All entries must be extracted exactly, with nothing added or dropped.
:: DATA TO PROCESS ::
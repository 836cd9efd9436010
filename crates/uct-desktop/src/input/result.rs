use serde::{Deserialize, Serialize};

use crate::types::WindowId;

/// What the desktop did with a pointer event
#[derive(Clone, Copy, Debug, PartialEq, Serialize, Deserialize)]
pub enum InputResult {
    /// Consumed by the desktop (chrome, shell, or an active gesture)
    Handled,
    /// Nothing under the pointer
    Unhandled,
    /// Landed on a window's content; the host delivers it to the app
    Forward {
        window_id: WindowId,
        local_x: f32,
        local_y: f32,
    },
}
:::
TASK RESULT —
repository 836cd9efd9436010
filename crates/uct-desktop/src/input/result.rs
use serde::{Deserialize, Serialize};

use crate::types::WindowId;

/// What the desktop did with a pointer event
#[derive(Clone, Copy, Debug, PartialEq, Serialize, Deserialize)]
pub enum InputResult {
    /// Consumed by the desktop (chrome, shell, or an active gesture)
    Handled,
    /// Nothing under the pointer
    Unhandled,
    /// Landed on a window's content; the host delivers it to the app
    Forward {
        window_id: WindowId,
        local_x: f32,
        local_y: f32,
    },
}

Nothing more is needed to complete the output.